SOURCE DATA ->
##########

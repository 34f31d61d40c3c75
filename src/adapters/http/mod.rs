//! HTTP adapters - REST API implementations.
//!
//! Each domain module has its own HTTP adapter for endpoint exposure;
//! `router` assembles them with the shared tower layers.

pub mod health;
pub mod notification_session;
pub mod router;

pub use notification_session::{notification_session_routes, NotificationSessionHandlers};
pub use router::{app_router, RouterOptions, SESSIONS_PATH};
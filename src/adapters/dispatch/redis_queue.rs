//! Redis list queue for deferred processing.
//!
//! `RedisQueueDispatcher` LPUSHes JSON-encoded [`SessionJob`]s; each
//! `RedisQueueWorker` BRPOPs them on its own connection and runs the
//! processor. A job is delivered to at most one worker.
//!
//! ## Configuration
//!
//! | Setting | Default | Description |
//! |---------|---------|-------------|
//! | `queue_name` | `notification_agent:sessions` | Redis list key |
//! | `poll_timeout` | 5s | BRPOP block time before re-checking shutdown |
//!
//! ## Graceful Shutdown
//!
//! Workers finish the job in hand, then stop when the shutdown channel flips.

use std::sync::Arc;
use std::time::Duration;

use async_trait::async_trait;
use redis::aio::MultiplexedConnection;
use redis::AsyncCommands;
use tokio::sync::watch;
use tracing::{debug, error, info, warn};

use crate::domain::foundation::{DomainError, ErrorCode};
use crate::ports::{ProcessingOutcome, SessionJob, SessionProcessor, WorkDispatcher};

fn queue_error(context: &str, e: impl std::fmt::Display) -> DomainError {
    DomainError::new(ErrorCode::QueueError, format!("{}: {}", context, e))
}

/// Serialize a job for the wire.
pub fn encode_job(job: &SessionJob) -> Result<String, DomainError> {
    serde_json::to_string(job).map_err(|e| queue_error("Failed to encode job", e))
}

/// Parse a job popped from the queue.
pub fn decode_job(payload: &str) -> Result<SessionJob, DomainError> {
    serde_json::from_str(payload).map_err(|e| queue_error("Malformed job payload", e))
}

/// Deferred dispatcher: enqueue and return.
#[derive(Clone)]
pub struct RedisQueueDispatcher {
    conn: MultiplexedConnection,
    queue_name: String,
}

impl RedisQueueDispatcher {
    pub fn new(conn: MultiplexedConnection, queue_name: impl Into<String>) -> Self {
        Self {
            conn,
            queue_name: queue_name.into(),
        }
    }
}

#[async_trait]
impl WorkDispatcher for RedisQueueDispatcher {
    async fn dispatch(&self, job: SessionJob) -> Result<(), DomainError> {
        let payload = encode_job(&job)?;
        let mut conn = self.conn.clone();

        conn.lpush::<_, _, ()>(&self.queue_name, payload)
            .await
            .map_err(|e: redis::RedisError| queue_error("Failed to enqueue job", e))?;

        debug!(session_id = %job.session_id, queue = %self.queue_name, "job enqueued");
        Ok(())
    }
}

/// Background consumer of the session queue.
pub struct RedisQueueWorker {
    client: redis::Client,
    queue_name: String,
    poll_timeout: Duration,
    processor: Arc<dyn SessionProcessor>,
    worker_id: usize,
}

impl RedisQueueWorker {
    pub fn new(
        client: redis::Client,
        queue_name: impl Into<String>,
        processor: Arc<dyn SessionProcessor>,
    ) -> Self {
        Self {
            client,
            queue_name: queue_name.into(),
            poll_timeout: Duration::from_secs(5),
            processor,
            worker_id: 0,
        }
    }

    pub fn with_poll_timeout(mut self, timeout: Duration) -> Self {
        self.poll_timeout = timeout;
        self
    }

    pub fn with_worker_id(mut self, id: usize) -> Self {
        self.worker_id = id;
        self
    }

    /// Run the consume loop until the shutdown signal is received.
    ///
    /// Opens a dedicated connection, since BRPOP blocks it.
    pub async fn run(&self, mut shutdown: watch::Receiver<bool>) -> Result<(), DomainError> {
        let mut conn = self
            .client
            .get_multiplexed_async_connection()
            .await
            .map_err(|e| queue_error("Failed to connect worker", e))?;

        info!(worker = self.worker_id, queue = %self.queue_name, "queue worker started");

        loop {
            tokio::select! {
                _ = shutdown.changed() => {
                    if *shutdown.borrow() {
                        info!(worker = self.worker_id, "queue worker stopping");
                        return Ok(());
                    }
                }

                popped = self.pop(&mut conn) => match popped {
                    Ok(Some(payload)) => {
                        self.handle_payload(&payload).await;
                    }
                    Ok(None) => {}
                    Err(e) => {
                        warn!(worker = self.worker_id, error = %e, "queue pop failed, backing off");
                        tokio::time::sleep(Duration::from_secs(1)).await;
                    }
                },
            }
        }
    }

    async fn pop(&self, conn: &mut MultiplexedConnection) -> Result<Option<String>, DomainError> {
        let popped: Option<(String, String)> = redis::cmd("BRPOP")
            .arg(&self.queue_name)
            .arg(self.poll_timeout.as_secs().max(1))
            .query_async(conn)
            .await
            .map_err(|e| queue_error("BRPOP failed", e))?;

        Ok(popped.map(|(_, payload)| payload))
    }

    /// Decode and process one payload. Malformed payloads are dropped.
    pub async fn handle_payload(&self, payload: &str) -> Option<ProcessingOutcome> {
        let job = match decode_job(payload) {
            Ok(job) => job,
            Err(e) => {
                error!(worker = self.worker_id, error = %e, "dropping malformed job");
                return None;
            }
        };

        let outcome = self.processor.process(job).await;
        info!(
            worker = self.worker_id,
            session_id = %job.session_id,
            outcome = ?outcome,
            "job processed"
        );
        Some(outcome)
    }
}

##########

WORK ORDER -> The lines to copy run from the start of the records above through the line holding "and runs the"; give them exactly, both ends included, and nothing else.

TASK OUTPUT ->
repository 34f31d61d40c3c75
filename src/adapters/http/mod.rs
//! HTTP adapters - REST API implementations.
//!
//! Each domain module has its own HTTP adapter for endpoint exposure;
//! `router` assembles them with the shared tower layers.

pub mod health;
pub mod notification_session;
pub mod router;

pub use notification_session::{notification_session_routes, NotificationSessionHandlers};
pub use router::{app_router, RouterOptions, SESSIONS_PATH};
filename src/adapters/dispatch/redis_queue.rs
//! Redis list queue for deferred processing.
//!
//! `RedisQueueDispatcher` LPUSHes JSON-encoded [`SessionJob`]s; each
//! `RedisQueueWorker` BRPOPs them on its own connection and runs the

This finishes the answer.